Comprehensive analysis of toluene/ammonia-air premixed flame: Experimental and kinetic perspectives on laminar burning velocity

Abstract

This study measured the laminar burning velocity (SL) of a toluene/ammonia (A1CH3/NH3) mixture at an initial temperature (Ti) of 400 K, NH3 mole fraction (XNH3) ranging from 0 % to 70 %, and equivalence ratio (ϕ) ranging from 0.8 in to 1.4 in an atmospheric environment. The chemical mechanism of A1CH3/NH3 has been revised and developed using the authors' previous toluene reference fuel (TRF)/NH3 mechanism. The reaction rate of the unimolecular decomposition reaction of A1CH3 and phenol (A1OH) has been modified based on research data. Furthermore, the present model incorporates C-N cross reaction (H-abstraction reaction) of A1CH3 and benzene (C6H6) when attacked by amine (NH2).
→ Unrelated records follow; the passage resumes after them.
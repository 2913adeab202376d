//! Gitlore Miner
//!
//! Mines git history into structured memories: parses unified diffs,
//! classifies commit messages, scores the change, and turns each commit into
//! confidence-scored drafts that are materialized as
//! [`gitlore_memory::MemoryRecord`]s.

pub mod analyzer;
pub mod batch;
pub mod config;
pub mod conventional;
pub mod diff;
pub mod error;
pub mod extraction;
pub mod git;
pub mod language;
pub mod observe;

pub use batch::{BatchMiner, BatchResult};
pub use config::{EnrichmentConfig, MinerConfig};
pub use conventional::{parse_commit_message, ConventionalCommit};
pub use diff::{parse_diff, ChangeType, ParsedDiff};
pub use error::{MinerError, Result};
pub use extraction::{
    CommitSnapshot, CommitSource, ExtractionConfig, ExtractionEngine, ExtractionResult,
    MemoryDraft,
};
pub use git::GitCommitSource;
//! Memory record types and builders
//!
//! A [`MemoryRecord`] is the persisted form of a draft produced by the
//! miner: content plus embedding, with the commits and paths it came from
//! kept as audit fields that cannot change once the record is built.

use serde::{Deserialize, Serialize};
use serde_json::{Map, Value};
use uuid::Uuid;

use crate::temporal::TemporalMetadata;

/// Maximum number of source paths kept on a record
pub const MAX_SOURCE_PATHS: usize = 10;

/// Unique identifier for memory records
#[derive(Debug, Clone, Copy, PartialEq, Eq, Hash, Serialize, Deserialize)]
pub struct MemoryId(pub Uuid);

impl MemoryId {
    /// Create a new random MemoryId
    pub fn new() -> Self {
        Self(Uuid::new_v4())
    }
}

impl Default for MemoryId {
    fn default() -> Self {
        Self::new()
    }
}

impl std::fmt::Display for MemoryId {
    fn fmt(&self, f: &mut std::fmt::Formatter<'_>) -> std::fmt::Result {
        write!(f, "{}", self.0)
    }
}

impl std::str::FromStr for MemoryId {
    type Err = uuid::Error;

    fn from_str(s: &str) -> Result<Self, Self::Err> {
        Ok(Self(Uuid::parse_str(s)?))
    }
}

/// What kind of knowledge a memory holds
#[derive(Debug, Clone, Copy, PartialEq, Eq, Hash, Serialize, Deserialize)]
#[serde(rename_all = "lowercase")]
pub enum MemoryKind {
    /// A stated fact, e.g. the intent recorded in a commit message
    Factual,
    /// Something that happened, e.g. a summary of the change itself
    Episodic,
}

impl MemoryKind {
    pub fn as_str(&self) -> &'static str {
        match self {
            MemoryKind::Factual => "factual",
            MemoryKind::Episodic => "episodic",
        }
    }
}

/// Which part of a commit a memory was extracted from
#[derive(Debug, Clone, Copy, PartialEq, Eq, Hash, Serialize, Deserialize)]
#[serde(rename_all = "lowercase")]
pub enum ExtractionSource {
    Message,
    Diff,
}

impl ExtractionSource {
    pub fn as_str(&self) -> &'static str {
        match self {
            ExtractionSource::Message => "message",
            ExtractionSource::Diff => "diff",
        }
    }
}

/// A persisted memory
#[derive(Debug, Clone, Serialize, Deserialize)]
#[serde(rename_all = "camelCase")]
pub struct MemoryRecord {
    /// Unique identifier
    pub id: MemoryId,
    /// Factual or episodic
    pub kind: MemoryKind,
    /// Searchable text
    pub content: String,
    /// Free-form structured metadata
    #[serde(default)]
    pub metadata: Map<String, Value>,
    /// Where in the commit this was extracted from
    pub extracted_from: ExtractionSource,
    /// Confidence score (0.0 to 1.0)
    pub confidence: f32,
    /// Embedding vector for semantic search
    #[serde(skip_serializing_if = "Option::is_none")]
    pub embedding: Option<Vec<f32>>,
    /// Searchable tags
    #[serde(default)]
    pub tags: Vec<String>,
    /// Temporal metadata (bi-temporal)
    pub temporal: TemporalMetadata,
    #[serde(default)]
    source_paths: Vec<String>,
    #[serde(default)]
    commit_ids: Vec<String>,
}

impl MemoryRecord {
    /// Create a new builder for MemoryRecord
    pub fn builder() -> MemoryRecordBuilder {
        MemoryRecordBuilder::new()
    }

    /// Files the memory was derived from (audit field)
    pub fn source_paths(&self) -> &[String] {
        &self.source_paths
    }

    /// Commits the memory was derived from (audit field)
    pub fn commit_ids(&self) -> &[String] {
        &self.commit_ids
    }

    /// Check if this memory is currently valid
    pub fn is_current(&self) -> bool {
        self.temporal.is_current()
    }

    /// Get the searchable text for this memory
    pub fn searchable_text(&self) -> String {
        format!(
            "{} {} {}",
            self.content,
            self.source_paths.join(" "),
            self.tags.join(" ")
        )
    }
}

/// Builder for MemoryRecord with fluent API
#[derive(Debug, Default)]
pub struct MemoryRecordBuilder {
    id: Option<MemoryId>,
    kind: Option<MemoryKind>,
    content: Option<String>,
    metadata: Map<String, Value>,
    extracted_from: Option<ExtractionSource>,
    confidence: f32,
    embedding: Option<Vec<f32>>,
    tags: Vec<String>,
    temporal: Option<TemporalMetadata>,
    source_paths: Vec<String>,
    commit_ids: Vec<String>,
}

impl MemoryRecordBuilder {
    pub fn new() -> Self {
        Self {
            confidence: 1.0,
            ..Default::default()
        }
    }

    /// Set the memory ID (auto-generated if not set)
    pub fn id(mut self, id: MemoryId) -> Self {
        self.id = Some(id);
        self
    }

    pub fn kind(mut self, kind: MemoryKind) -> Self {
        self.kind = Some(kind);
        self
    }

    pub fn content(mut self, content: impl Into<String>) -> Self {
        self.content = Some(content.into());
        self
    }

    /// Replace the whole metadata map
    pub fn metadata(mut self, metadata: Map<String, Value>) -> Self {
        self.metadata = metadata;
        self
    }

    /// Insert a single metadata entry
    pub fn metadata_entry(mut self, key: impl Into<String>, value: impl Into<Value>) -> Self {
        self.metadata.insert(key.into(), value.into());
        self
    }

    pub fn extracted_from(mut self, source: ExtractionSource) -> Self {
        self.extracted_from = Some(source);
        self
    }

    /// Set confidence score
    pub fn confidence(mut self, confidence: f32) -> Self {
        self.confidence = confidence.clamp(0.0, 1.0);
        self
    }

    /// Set embedding vector
    pub fn embedding(mut self, embedding: Vec<f32>) -> Self {
        self.embedding = Some(embedding);
        self
    }

    /// Add a tag
    pub fn tag(mut self, tag: impl Into<String>) -> Self {
        self.tags.push(tag.into());
        self
    }

    /// Set temporal metadata
    pub fn temporal(mut self, temporal: TemporalMetadata) -> Self {
        self.temporal = Some(temporal);
        self
    }

    /// Add a source path; duplicates and paths beyond the cap are ignored
    pub fn source_path(mut self, path: impl Into<String>) -> Self {
        let path = path.into();
        if self.source_paths.len() < MAX_SOURCE_PATHS && !self.source_paths.contains(&path) {
            self.source_paths.push(path);
        }
        self
    }

    pub fn source_paths<I, S>(self, paths: I) -> Self
    where
        I: IntoIterator<Item = S>,
        S: Into<String>,
    {
        paths.into_iter().fold(self, |b, p| b.source_path(p))
    }

    /// Add a commit id; duplicates are ignored
    pub fn commit_id(mut self, id: impl Into<String>) -> Self {
        let id = id.into();
        if !self.commit_ids.contains(&id) {
            self.commit_ids.push(id);
        }
        self
    }

    pub fn commit_ids<I, S>(self, ids: I) -> Self
    where
        I: IntoIterator<Item = S>,
        S: Into<String>,
    {
        ids.into_iter().fold(self, |b, id| b.commit_id(id))
    }

    /// Build the MemoryRecord
    pub fn build(self) -> Result<MemoryRecord, MemoryRecordBuilderError> {
        let kind = self.kind.ok_or(MemoryRecordBuilderError::MissingKind)?;
        let content = self.content.ok_or(MemoryRecordBuilderError::MissingContent)?;
        if content.trim().is_empty() {
            return Err(MemoryRecordBuilderError::EmptyContent);
        }
        let extracted_from = self
            .extracted_from
            .ok_or(MemoryRecordBuilderError::MissingSource)?;

        Ok(MemoryRecord {
            id: self.id.unwrap_or_default(),
            kind,
            content,
            metadata: self.metadata,
            extracted_from,
            confidence: self.confidence,
            embedding: self.embedding,
            tags: self.tags,
            temporal: self.temporal.unwrap_or_default(),
            source_paths: self.source_paths,
            commit_ids: self.commit_ids,
        })
    }
}

/// Errors that can occur when building a MemoryRecord
#[derive(Debug, thiserror::Error)]
pub enum MemoryRecordBuilderError {
    #[error("Missing required field: kind")]
    MissingKind,
    #[error("Missing required field: content")]
    MissingContent,
    #[error("Content must not be empty")]
    EmptyContent,
    #[error("Missing required field: extracted_from")]
    MissingSource,
}

#[cfg(test)]
mod tests {
    use super::*;

    fn base() -> MemoryRecordBuilder {
        MemoryRecord::builder()
            .kind(MemoryKind::Factual)
            .content("feat(auth): add PKCE to OAuth flow.")
            .extracted_from(ExtractionSource::Message)
    }

    #[test]
    fn test_memory_id_parse() {
        let id = MemoryId::new();
        let parsed: MemoryId = id.to_string().parse().unwrap();
        assert_eq!(id, parsed);
        assert_ne!(id, MemoryId::new());
    }

    #[test]
    fn test_builder_factual() {
        let record = base()
            .commit_id("abc1234")
            .source_path("src/auth/oauth.rs")
            .metadata_entry("breaking", true)
            .tag("git-mined")
            .confidence(0.8)
            .build()
            .unwrap();

        assert_eq!(record.kind, MemoryKind::Factual);
        assert_eq!(record.commit_ids(), ["abc1234".to_string()]);
        assert_eq!(record.source_paths(), ["src/auth/oauth.rs".to_string()]);
        assert_eq!(record.metadata["breaking"], Value::Bool(true));
        assert_eq!(record.confidence, 0.8);
    }

    #[test]
    fn test_source_paths_unique_and_capped() {
        let paths: Vec<String> = (0..15).map(|i| format!("src/file_{}.rs", i % 12)).collect();
        let record = base().source_paths(paths).build().unwrap();

        assert_eq!(record.source_paths().len(), MAX_SOURCE_PATHS);
        assert_eq!(record.source_paths()[0], "src/file_0.rs");
        assert_eq!(record.source_paths()[9], "src/file_9.rs");
    }

    #[test]
    fn test_confidence_clamped() {
        let record = base().confidence(1.7).build().unwrap();
        assert_eq!(record.confidence, 1.0);
    }

    #[test]
    fn test_builder_missing_required() {
        let result = MemoryRecord::builder()
            .content("Content")
            .extracted_from(ExtractionSource::Diff)
            .build();
        assert!(matches!(result, Err(MemoryRecordBuilderError::MissingKind)));

        let result = MemoryRecord::builder()
            .kind(MemoryKind::Episodic)
            .content("   ")
            .extracted_from(ExtractionSource::Diff)
            .build();
        assert!(matches!(result, Err(MemoryRecordBuilderError::EmptyContent)));
    }

    #[test]
    fn test_searchable_text() {
        let record = base()
            .source_path("src/auth/oauth.rs")
            .tag("factual")
            .build()
            .unwrap();

        let text = record.searchable_text();
        assert!(text.contains("PKCE"));
        assert!(text.contains("src/auth/oauth.rs"));
        assert!(text.contains("factual"));
    }

    #[test]
    fn test_record_serialization() {
        let record = base().commit_id("abc1234").build().unwrap();

        let json = serde_json::to_value(&record).unwrap();
        assert_eq!(json["kind"], "factual");
        assert_eq!(json["extractedFrom"], "message");
        assert_eq!(json["commitIds"][0], "abc1234");

        let restored: MemoryRecord = serde_json::from_value(json).unwrap();
        assert_eq!(restored.id, record.id);
        assert_eq!(restored.commit_ids(), record.commit_ids());
    }
}
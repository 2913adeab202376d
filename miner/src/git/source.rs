//! Commit source backed by a local git repository.

use async_trait::async_trait;
use std::path::Path;
use std::sync::Arc;

use super::executor::GitExecutor;
use crate::error::{MinerError, Result};
use crate::extraction::{CommitSnapshot, CommitSource};

/// Loads commits by shelling out to git on the blocking thread pool.
#[derive(Debug, Clone)]
pub struct GitCommitSource {
    executor: Arc<GitExecutor>,
}

impl GitCommitSource {
    pub fn open(repo_path: &Path) -> Result<Self> {
        Ok(Self {
            executor: Arc::new(GitExecutor::new(repo_path)?),
        })
    }

    pub fn executor(&self) -> &GitExecutor {
        &self.executor
    }

    /// Newest-first hashes reachable from HEAD.
    pub async fn recent_commits(&self, limit: usize) -> Result<Vec<String>> {
        let executor = Arc::clone(&self.executor);
        tokio::task::spawn_blocking(move || executor.log_hashes(None, Some(limit)))
            .await
            .map_err(|e| MinerError::CommandFailed(format!("git task failed: {}", e)))?
    }
}

fn load_blocking(executor: &GitExecutor, rev: &str) -> Result<CommitSnapshot> {
    let hash = executor.resolve(rev)?;
    let info = executor.show_info(&hash)?;
    let patch = executor.show_patch(&hash)?;

    let mut snapshot =
        CommitSnapshot::new(hash, info.message()).with_author(info.author_name.clone());
    if let Some(at) = info.timestamp() {
        snapshot = snapshot.with_timestamp(at);
    }

    let (snapshot, warnings) = snapshot.with_diff(patch);
    for warning in warnings {
        tracing::warn!(
            commit = snapshot.short_id(),
            line = warning.line,
            "Skipped malformed diff section: {}",
            warning.message
        );
    }
    Ok(snapshot)
}

#[async_trait]
impl CommitSource for GitCommitSource {
    async fn load(&self, commit_id: &str) -> Result<CommitSnapshot> {
        let executor = Arc::clone(&self.executor);
        let rev = commit_id.to_string();
        tokio::task::spawn_blocking(move || load_blocking(&executor, &rev))
            .await
            .map_err(|e| MinerError::CommandFailed(format!("git task failed: {}", e)))?
    }
}
//! Commit-to-memory extraction.
//!
//! The [`ExtractionEngine`] pulls a commit from a [`CommitSource`], builds
//! [`MemoryDraft`]s from its message and diff, optionally rewrites them with
//! a [`TextEnricher`], and hands the survivors to a [`RecordMaterializer`].

mod config;
mod draft;
mod engine;
mod enrich;
mod glob;
mod materialize;
mod source;

pub use config::ExtractionConfig;
pub use draft::{truncate_content, MemoryDraft, ENRICHMENT_BONUS, MAX_ENRICHED_CONFIDENCE};
pub use engine::{
    cap_drafts, ExtractionEngine, ExtractionResult, ExtractionStats, DIFF_CONFIDENCE,
    FREEFORM_MESSAGE_CONFIDENCE, VALID_MESSAGE_CONFIDENCE,
};
pub use enrich::{build_prompt, ChatEnricher, TextEnricher};
pub use glob::{glob_to_regex, GlobSet};
pub use materialize::{build_record, RecordMaterializer, StoreMaterializer, GIT_MINED_TAG};
pub use source::{ChangedFile, CommitSnapshot, CommitSource, StaticCommitSource};
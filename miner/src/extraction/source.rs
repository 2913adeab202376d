//! Commit loading capability.

use async_trait::async_trait;
use chrono::{DateTime, Utc};
use serde::{Deserialize, Serialize};
use std::collections::HashMap;

use crate::diff::{parse_diff, ChangeType, ParseWarning, ParsedDiff};
use crate::error::{MinerError, Result};

/// One changed file as seen by extraction.
#[derive(Debug, Clone, PartialEq, Serialize, Deserialize)]
#[serde(rename_all = "camelCase")]
pub struct ChangedFile {
    pub path: String,
    pub change_type: ChangeType,
    pub added: usize,
    pub removed: usize,
    #[serde(default, skip_serializing_if = "Option::is_none")]
    pub language: Option<String>,
    #[serde(default)]
    pub complexity: f64,
}

impl ChangedFile {
    pub fn from_parsed(diff: &ParsedDiff) -> Self {
        Self {
            path: diff.path().to_string(),
            change_type: diff.change_type,
            added: diff.stats.added,
            removed: diff.stats.removed,
            language: diff.language.clone(),
            complexity: diff.complexity,
        }
    }

    pub fn total_changes(&self) -> usize {
        self.added + self.removed
    }
}

/// Everything extraction needs to know about one commit.
#[derive(Debug, Clone, PartialEq, Serialize, Deserialize)]
#[serde(rename_all = "camelCase")]
pub struct CommitSnapshot {
    pub id: String,
    pub message: String,
    #[serde(default, skip_serializing_if = "Option::is_none")]
    pub author: Option<String>,
    #[serde(default, skip_serializing_if = "Option::is_none")]
    pub timestamp: Option<DateTime<Utc>>,
    pub files: Vec<ChangedFile>,
    /// Raw patch text, when the source has it
    #[serde(default, skip_serializing_if = "Option::is_none")]
    pub diff: Option<String>,
}

impl CommitSnapshot {
    pub fn new(id: impl Into<String>, message: impl Into<String>) -> Self {
        Self {
            id: id.into(),
            message: message.into(),
            author: None,
            timestamp: None,
            files: Vec::new(),
            diff: None,
        }
    }

    pub fn with_author(mut self, author: impl Into<String>) -> Self {
        self.author = Some(author.into());
        self
    }

    pub fn with_timestamp(mut self, timestamp: DateTime<Utc>) -> Self {
        self.timestamp = Some(timestamp);
        self
    }

    pub fn with_files(mut self, files: Vec<ChangedFile>) -> Self {
        self.files = files;
        self
    }

    /// Populate `files` by parsing `diff_text`; returns parser warnings.
    pub fn with_diff(mut self, diff_text: impl Into<String>) -> (Self, Vec<ParseWarning>) {
        let text = diff_text.into();
        let outcome = parse_diff(&text);
        self.files = outcome.diffs.iter().map(ChangedFile::from_parsed).collect();
        self.diff = Some(text);
        (self, outcome.warnings)
    }

    /// First line of the message, for logs.
    pub fn subject(&self) -> &str {
        self.message.lines().next().unwrap_or_default()
    }

    pub fn short_id(&self) -> &str {
        self.id.get(..7).unwrap_or(&self.id)
    }
}

/// Loads commit metadata and changed files from storage.
#[async_trait]
pub trait CommitSource: Send + Sync {
    /// Fails with [`MinerError::UnknownCommit`] when the commit does not exist.
    async fn load(&self, commit_id: &str) -> Result<CommitSnapshot>;
}

/// Commit source over a fixed in-memory set of snapshots.
#[derive(Debug, Default, Clone)]
pub struct StaticCommitSource {
    commits: HashMap<String, CommitSnapshot>,
}

impl StaticCommitSource {
    pub fn new() -> Self {
        Self::default()
    }

    pub fn with(mut self, snapshot: CommitSnapshot) -> Self {
        self.insert(snapshot);
        self
    }

    pub fn insert(&mut self, snapshot: CommitSnapshot) {
        self.commits.insert(snapshot.id.clone(), snapshot);
    }

    pub fn len(&self) -> usize {
        self.commits.len()
    }

    pub fn is_empty(&self) -> bool {
        self.commits.is_empty()
    }
}

#[async_trait]
impl CommitSource for StaticCommitSource {
    async fn load(&self, commit_id: &str) -> Result<CommitSnapshot> {
        if let Some(snapshot) = self.commits.get(commit_id) {
            return Ok(snapshot.clone());
        }

        // Abbreviated ids resolve when unambiguous
        let mut matches = self
            .commits
            .values()
            .filter(|s| !commit_id.is_empty() && s.id.starts_with(commit_id));
        match (matches.next(), matches.next()) {
            (Some(snapshot), None) => Ok(snapshot.clone()),
            _ => Err(MinerError::UnknownCommit(commit_id.to_string())),
        }
    }
}
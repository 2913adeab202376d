//! HTTP embedding providers (OpenAI and Ollama).
//!
//! Retry strategy for both backends:
//! - HTTP 429 and 5xx: retry with exponential backoff (1s, 2s, 4s, ... capped at 32s)
//! - other 4xx: fail immediately
//! - network errors: retry

use async_trait::async_trait;
use serde::Deserialize;
use std::sync::Arc;
use std::time::Duration;

use super::EmbeddingProvider;
use crate::error::{MemoryError, Result};

const OPENAI_ENDPOINT: &str = "https://api.openai.com/v1/embeddings";
const OLLAMA_ENDPOINT: &str = "http://localhost:11434/api/embed";

/// Embedding provider configuration.
#[derive(Debug, Clone, Deserialize)]
#[serde(rename_all = "camelCase")]
pub struct EmbeddingConfig {
    /// `"disabled"`, `"openai"` or `"ollama"`
    #[serde(default = "default_provider")]
    pub provider: String,
    #[serde(default)]
    pub model: Option<String>,
    #[serde(default)]
    pub dims: Option<usize>,
    /// Overrides the provider's default URL
    #[serde(default)]
    pub endpoint: Option<String>,
    #[serde(default = "default_timeout_secs")]
    pub timeout_secs: u64,
    #[serde(default = "default_max_retries")]
    pub max_retries: u32,
}

fn default_provider() -> String {
    "disabled".to_string()
}

fn default_timeout_secs() -> u64 {
    30
}

fn default_max_retries() -> u32 {
    3
}

impl Default for EmbeddingConfig {
    fn default() -> Self {
        Self {
            provider: default_provider(),
            model: None,
            dims: None,
            endpoint: None,
            timeout_secs: default_timeout_secs(),
            max_retries: default_max_retries(),
        }
    }
}

/// Instantiate the provider named by `config.provider`.
pub fn create_provider(config: &EmbeddingConfig) -> Result<Arc<dyn EmbeddingProvider>> {
    match config.provider.as_str() {
        "disabled" => Ok(Arc::new(DisabledProvider)),
        "openai" | "ollama" => Ok(Arc::new(HttpEmbeddingProvider::new(config)?)),
        other => Err(MemoryError::config(format!(
            "Unknown embedding provider: {}",
            other
        ))),
    }
}

/// Provider used when embeddings are not configured; every call fails.
pub struct DisabledProvider;

#[async_trait]
impl EmbeddingProvider for DisabledProvider {
    fn model_name(&self) -> &str {
        "disabled"
    }

    fn dims(&self) -> usize {
        0
    }

    async fn embed_batch(&self, _texts: &[String]) -> Result<Vec<Vec<f32>>> {
        Err(MemoryError::embedding("Embedding provider is disabled"))
    }
}

#[derive(Debug, Clone, Copy, PartialEq)]
enum Backend {
    OpenAi,
    Ollama,
}

/// Embedding provider backed by an OpenAI- or Ollama-compatible HTTP API.
pub struct HttpEmbeddingProvider {
    backend: Backend,
    model: String,
    dims: usize,
    endpoint: String,
    api_key: Option<String>,
    max_retries: u32,
    client: reqwest::Client,
}

impl HttpEmbeddingProvider {
    /// Build a provider from configuration.
    ///
    /// OpenAI requires `model`, `dims` and an API key in `GITLORE_API_KEY`
    /// or `OPENAI_API_KEY`. Ollama requires `model`.
    pub fn new(config: &EmbeddingConfig) -> Result<Self> {
        let backend = match config.provider.as_str() {
            "openai" => Backend::OpenAi,
            "ollama" => Backend::Ollama,
            other => {
                return Err(MemoryError::config(format!(
                    "Not an HTTP embedding provider: {}",
                    other
                )))
            }
        };

        let model = config
            .model
            .clone()
            .ok_or_else(|| MemoryError::config("embedding.model is required"))?;

        let (dims, endpoint, api_key) = match backend {
            Backend::OpenAi => {
                let dims = config
                    .dims
                    .ok_or_else(|| MemoryError::config("embedding.dims is required for OpenAI"))?;
                let api_key = std::env::var("GITLORE_API_KEY")
                    .or_else(|_| std::env::var("OPENAI_API_KEY"))
                    .map_err(|_| MemoryError::config("GITLORE_API_KEY or OPENAI_API_KEY not set"))?;
                let endpoint = config
                    .endpoint
                    .clone()
                    .unwrap_or_else(|| OPENAI_ENDPOINT.to_string());
                (dims, endpoint, Some(api_key))
            }
            Backend::Ollama => {
                let endpoint = config
                    .endpoint
                    .clone()
                    .unwrap_or_else(|| OLLAMA_ENDPOINT.to_string());
                (config.dims.unwrap_or(0), endpoint, None)
            }
        };

        let client = reqwest::Client::builder()
            .timeout(Duration::from_secs(config.timeout_secs))
            .build()?;

        Ok(Self {
            backend,
            model,
            dims,
            endpoint,
            api_key,
            max_retries: config.max_retries,
            client,
        })
    }

    fn request_body(&self, texts: &[String]) -> serde_json::Value {
        serde_json::json!({
            "model": self.model,
            "input": texts,
        })
    }

    fn parse_response(&self, json: &serde_json::Value) -> Result<Vec<Vec<f32>>> {
        match self.backend {
            Backend::OpenAi => parse_openai_response(json),
            Backend::Ollama => parse_ollama_response(json),
        }
    }
}

#[async_trait]
impl EmbeddingProvider for HttpEmbeddingProvider {
    fn model_name(&self) -> &str {
        &self.model
    }

    fn dims(&self) -> usize {
        self.dims
    }

    async fn embed_batch(&self, texts: &[String]) -> Result<Vec<Vec<f32>>> {
        if texts.is_empty() {
            return Ok(vec![]);
        }

        let body = self.request_body(texts);
        let mut last_err = None;

        for attempt in 0..=self.max_retries {
            if attempt > 0 {
                let delay = Duration::from_secs(1 << (attempt - 1).min(5));
                tokio::time::sleep(delay).await;
            }

            let mut request = self.client.post(&self.endpoint).json(&body);
            if let Some(key) = &self.api_key {
                request = request.bearer_auth(key);
            }

            match request.send().await {
                Ok(response) => {
                    let status = response.status();
                    if status.is_success() {
                        let json: serde_json::Value = response.json().await?;
                        return self.parse_response(&json);
                    }

                    let body_text = response.text().await.unwrap_or_default();
                    let err = MemoryError::embedding(format!(
                        "{} API error {}: {}",
                        self.model, status, body_text
                    ));
                    if status.as_u16() == 429 || status.is_server_error() {
                        log::warn!("Embedding attempt {} failed: {}", attempt + 1, err);
                        last_err = Some(err);
                        continue;
                    }
                    return Err(err);
                }
                Err(e) => {
                    log::warn!("Embedding attempt {} failed: {}", attempt + 1, e);
                    last_err = Some(e.into());
                }
            }
        }

        Err(last_err.unwrap_or_else(|| MemoryError::embedding("Embedding failed after retries")))
    }
}

fn parse_vector(value: &serde_json::Value) -> Result<Vec<f32>> {
    value
        .as_array()
        .ok_or_else(|| MemoryError::embedding("Embedding is not an array"))?
        .iter()
        .map(|v| {
            v.as_f64()
                .map(|f| f as f32)
                .ok_or_else(|| MemoryError::embedding("Embedding value is not a number"))
        })
        .collect()
}

/// `{"data": [{"index": 0, "embedding": [...]}, ...]}`, possibly out of order.
fn parse_openai_response(json: &serde_json::Value) -> Result<Vec<Vec<f32>>> {
    let data = json["data"]
        .as_array()
        .ok_or_else(|| MemoryError::embedding("Missing 'data' in OpenAI response"))?;

    let mut indexed = data
        .iter()
        .map(|item| {
            let index = item["index"].as_u64().unwrap_or(0) as usize;
            Ok((index, parse_vector(&item["embedding"])?))
        })
        .collect::<Result<Vec<_>>>()?;
    indexed.sort_by_key(|(index, _)| *index);

    Ok(indexed.into_iter().map(|(_, v)| v).collect())
}

/// `{"embeddings": [[...], ...]}`
fn parse_ollama_response(json: &serde_json::Value) -> Result<Vec<Vec<f32>>> {
    json["embeddings"]
        .as_array()
        .ok_or_else(|| MemoryError::embedding("Missing 'embeddings' in Ollama response"))?
        .iter()
        .map(parse_vector)
        .collect()
}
The new mechanism demonstrates strong agreement with the measured SL of A1CH3/NH3 mixture in this study and in previous researches. Additionally, to enhance the application of NH3 with various hydrocarbon fuels, the effect of NH3 on isooctane (IC8H18) and A1CH3 was compared. The results revealed a greater effect on A1CH3 compared to IC8H18. To further elucidate the disparity between IC8H18 and A1CH3 blends, a sensitivity analysis and reaction pathway analysis were also carried out. The results indicate that H-abstraction reaction of A1CH3 has a more significant effect than IC8H18. Meanwhile, the reaction pathway indicates that the addition of NH3 can promote H-abstraction of IC8H18 and A1CH3. However, the effect on A1CH3 was significantly greater than on IC8H18. The study also examined the effect of H-abstraction reaction on SL. Numerous prior studies have demonstrated that H-abstraction reaction has a minimal effect on flame velocity. Nevertheless, this study has determined that H-abstraction reaction can have a significant effect on the flame velocity of an A1CH3/NH3 mixture, indicating that it should not be disregarded in the chemical kinetic model.